§ **Task objective**
In the records below, pick out all lines containing the word "poisoned".

§ **Records provided**
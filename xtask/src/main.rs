fn main() -> nih_plug_xtask::Result<()> {
    nih_plug_xtask::main()
}
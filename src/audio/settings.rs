use crate::audio::constants::{
    DEFAULT_FREQUENCIES, MAX_CUTOFF_RATIO, MAX_FREQUENCY, MAX_STAGES, MIN_FREQUENCY, NUM_BANDS,
};
use nih_plug::prelude::Enum;
use serde::{Deserialize, Serialize};

/// Filter shape of a single band
#[derive(Debug, Clone, Copy, Default, PartialEq, Eq, Enum, Serialize, Deserialize)]
pub enum BandType {
    #[name = "Low Pass"]
    LowPass,
    #[default]
    #[name = "Peak"]
    Peak,
    #[name = "High Pass"]
    HighPass,
}

/// Roll-off of a low/high pass band. Each 12 dB/oct adds one second-order section.
#[derive(Debug, Clone, Copy, Default, PartialEq, Eq, Enum, Serialize, Deserialize)]
pub enum Slope {
    #[default]
    #[name = "12 dB/oct"]
    Slope12,
    #[name = "24 dB/oct"]
    Slope24,
    #[name = "36 dB/oct"]
    Slope36,
    #[name = "48 dB/oct"]
    Slope48,
}

impl Slope {
    pub const ALL: [Slope; MAX_STAGES] = [Self::Slope12, Self::Slope24, Self::Slope36, Self::Slope48];

    /// Number of cascaded second-order sections (1..=4)
    pub fn stages(self) -> usize {
        match self {
            Self::Slope12 => 1,
            Self::Slope24 => 2,
            Self::Slope36 => 3,
            Self::Slope48 => 4,
        }
    }

    /// Butterworth filter order
    pub fn order(self) -> usize {
        2 * self.stages()
    }

    pub fn db_per_octave(self) -> u32 {
        12 * self.stages() as u32
    }
}

/// Plain-data view of one band, copied out of the parameter store once per processing unit
#[derive(Debug, Clone, Copy, PartialEq)]
pub struct BandSettings {
    pub frequency: f32,
    pub gain: f32,
    pub slope: Slope,
    pub band_type: BandType,
}

impl BandSettings {
    pub fn new(frequency: f32, gain: f32, slope: Slope, band_type: BandType) -> Self {
        Self {
            frequency,
            gain,
            slope,
            band_type,
        }
    }

    /// Frequency clamped into the parameter range and strictly below Nyquist
    pub fn frequency_for(&self, sample_rate: f32) -> f32 {
        self.frequency
            .clamp(MIN_FREQUENCY, MAX_FREQUENCY)
            .min(sample_rate * MAX_CUTOFF_RATIO)
    }
}

/// The three bands in processing order. Band index is fixed and never reordered.
#[derive(Debug, Clone, Copy, PartialEq)]
pub struct ChainSettings {
    pub bands: [BandSettings; NUM_BANDS],
}

impl Default for ChainSettings {
    fn default() -> Self {
        Self {
            bands: DEFAULT_FREQUENCIES
                .map(|frequency| BandSettings::new(frequency, 0.0, Slope::Slope12, BandType::Peak)),
        }
    }
}

/// Anything that can hand out a consistent [`ChainSettings`] snapshot
pub trait SettingsSource: Send + Sync {
    fn snapshot(&self) -> ChainSettings;
}

impl SettingsSource for std::sync::RwLock<ChainSettings> {
    fn snapshot(&self) -> ChainSettings {
        match self.read() {
            Ok(settings) => *settings,
            // A poisoned lock still holds a complete Copy value
            Err(poisoned) => *poisoned.into_inner(),
        }
    }
}
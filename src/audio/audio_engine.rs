use crate::audio::coefficients::BandDesign;
use crate::audio::filter_chain::ChannelFilterChain;
use crate::audio::ring_buffer::Producer;
use crate::audio::sample_buffer_engine::SampleBufferEngine;
use crate::audio::settings::ChainSettings;

/// Realtime side of the EQ.
///
/// Owns one filter chain per stereo channel and the block collector feeding the
/// analyser. Everything here runs on the audio thread: no allocation, no locks.
pub struct AudioEngine {
    sample_rate: f32,
    left: ChannelFilterChain,
    right: ChannelFilterChain,
    /// Settings the chains were last designed from
    installed: Option<ChainSettings>,
    sample_buffer_engine: SampleBufferEngine,
}

impl AudioEngine {
    pub fn new(sample_rate: f32, block_producer: Producer<Vec<f32>>, block_size: usize) -> Self {
        Self {
            sample_rate,
            left: ChannelFilterChain::default(),
            right: ChannelFilterChain::default(),
            installed: None,
            sample_buffer_engine: SampleBufferEngine::new(block_producer, block_size),
        }
    }

    /// Redesign both channel chains if `snapshot` differs from what is installed.
    /// Each band is designed once and shared by both channels.
    pub fn update_filters(&mut self, snapshot: &ChainSettings) {
        if self.installed.as_ref() == Some(snapshot) {
            return;
        }

        for (index, band) in snapshot.bands.iter().enumerate() {
            let design = BandDesign::for_band(band, self.sample_rate);
            self.left.apply_design(index, &design);
            self.right.apply_design(index, &design);
        }
        self.installed = Some(*snapshot);
    }

    /// Filter one block in place and forward its mono mix to the analyser queue.
    ///
    /// Channel 0 uses the left chain, channel 1 the right chain. Any further
    /// channels pass through unfiltered and are left out of the mix.
    pub fn process(&mut self, channels: &mut [&mut [f32]], snapshot: &ChainSettings) {
        self.update_filters(snapshot);

        let mut filtered = 0;
        for (channel, chain) in channels
            .iter_mut()
            .zip([&mut self.left, &mut self.right])
        {
            chain.process_block(channel);
            filtered += 1;
        }

        match filtered {
            0 => return,
            1 => {
                self.sample_buffer_engine.write_samples(&channels[0][..]);
                return;
            }
            _ => {}
        }

        let num_samples = channels[..filtered]
            .iter()
            .map(|c| c.len())
            .min()
            .unwrap_or(0);
        let scale = 1.0 / filtered as f32;
        for i in 0..num_samples {
            let sum: f32 = channels[..filtered].iter().map(|c| c[i]).sum();
            self.sample_buffer_engine.write_sample(sum * scale);
        }
    }

    /// Clear filter memories and the partial analyser block. Coefficients stay.
    pub fn reset(&mut self) {
        self.left.reset();
        self.right.reset();
        self.sample_buffer_engine.reset();
    }

    pub fn left_chain(&self) -> &ChannelFilterChain {
        &self.left
    }

    pub fn right_chain(&self) -> &ChannelFilterChain {
        &self.right
    }

    pub fn dropped_blocks(&self) -> u64 {
        self.sample_buffer_engine.dropped_blocks()
    }
}

#[cfg(test)]
mod tests {
    use super::*;
    use crate::audio::ring_buffer::LockFreeRingBuffer;
    use crate::audio::settings::{BandSettings, BandType, Slope};

    const SR: f32 = 48000.0;

    fn engine(block_size: usize) -> (AudioEngine, crate::audio::ring_buffer::Consumer<Vec<f32>>) {
        let (producer, consumer) =
            LockFreeRingBuffer::new(8, &vec![0.0f32; block_size]).split();
        (AudioEngine::new(SR, producer, block_size), consumer)
    }

    fn boosted() -> ChainSettings {
        let mut settings = ChainSettings::default();
        settings.bands[1] = BandSettings::new(1000.0, 12.0, Slope::Slope12, BandType::Peak);
        settings.bands[2] = BandSettings::new(5000.0, 0.0, Slope::Slope48, BandType::LowPass);
        settings
    }

    #[test]
    fn both_channels_get_identical_filters() {
        let (mut engine, _consumer) = engine(64);
        let settings = boosted();

        let mut left: Vec<f32> = (0..256).map(|i| (i as f32 * 0.13).sin()).collect();
        let mut right = left.clone();
        engine.process(&mut [&mut left[..], &mut right[..]], &settings);

        assert_eq!(left, right);
        assert_eq!(engine.left_chain().band(2).active_stages(), 4);
        assert_eq!(engine.right_chain().band(2).active_stages(), 4);
    }

    #[test]
    fn forwards_mono_mix_of_filtered_channels() {
        let (mut engine, mut consumer) = engine(4);
        let settings = ChainSettings::default();

        let mut left = vec![1.0f32, 1.0, 1.0, 1.0];
        let mut right = vec![0.0f32, 0.0, 0.0, 0.0];
        engine.process(&mut [&mut left[..], &mut right[..]], &settings);

        let mut block = vec![0.0; 4];
        assert!(consumer.pop(&mut block));
        for (mixed, (l, r)) in block.iter().zip(left.iter().zip(right.iter())) {
            assert!((mixed - (l + r) * 0.5).abs() < 1e-6);
        }
    }

    #[test]
    fn mono_layout_uses_left_chain_only() {
        let (mut engine, mut consumer) = engine(8);
        let mut mono = vec![0.5f32; 8];
        engine.process(&mut [&mut mono[..]], &ChainSettings::default());

        let mut block = vec![0.0; 8];
        assert!(consumer.pop(&mut block));
        assert_eq!(block, mono);
    }

    #[test]
    fn mono_blocks_span_host_buffers() {
        let (mut engine, mut consumer) = engine(8);
        let settings = ChainSettings::default();

        let mut first = vec![0.25f32; 5];
        engine.process(&mut [&mut first[..]], &settings);
        let mut block = vec![0.0; 8];
        assert!(!consumer.pop(&mut block));

        let mut second = vec![-0.5f32; 5];
        engine.process(&mut [&mut second[..]], &settings);
        assert!(consumer.pop(&mut block));
        assert_eq!(&block[..5], &first[..]);
        assert_eq!(&block[5..], &second[..3]);
        assert!(!consumer.pop(&mut block));
    }

    #[test]
    fn redesigns_only_on_change() {
        let (mut engine, _consumer) = engine(32);
        let mut settings = boosted();
        engine.update_filters(&settings);
        let before: Vec<_> = engine.left_chain().band(1).active_coefficients().copied().collect();

        engine.update_filters(&settings);
        let same: Vec<_> = engine.left_chain().band(1).active_coefficients().copied().collect();
        assert_eq!(before, same);

        settings.bands[1].gain = -12.0;
        engine.update_filters(&settings);
        let after: Vec<_> = engine.left_chain().band(1).active_coefficients().copied().collect();
        assert_ne!(before, after);
    }

    #[test]
    fn reset_keeps_coefficients() {
        let (mut engine, _consumer) = engine(32);
        let settings = boosted();
        let mut a = vec![1.0f32; 64];
        engine.process(&mut [&mut a[..]], &settings);
        engine.reset();

        let mut fresh = ChannelFilterChain::from_settings(&settings, SR);
        let mut expected = vec![0.25f32; 64];
        fresh.process_block(&mut expected);

        let mut b = vec![0.25f32; 64];
        engine.process(&mut [&mut b[..]], &settings);
        assert_eq!(b, expected);
    }
}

§ **The answer**
            // A poisoned lock still holds a complete Copy value
            Err(poisoned) => *poisoned.into_inner(),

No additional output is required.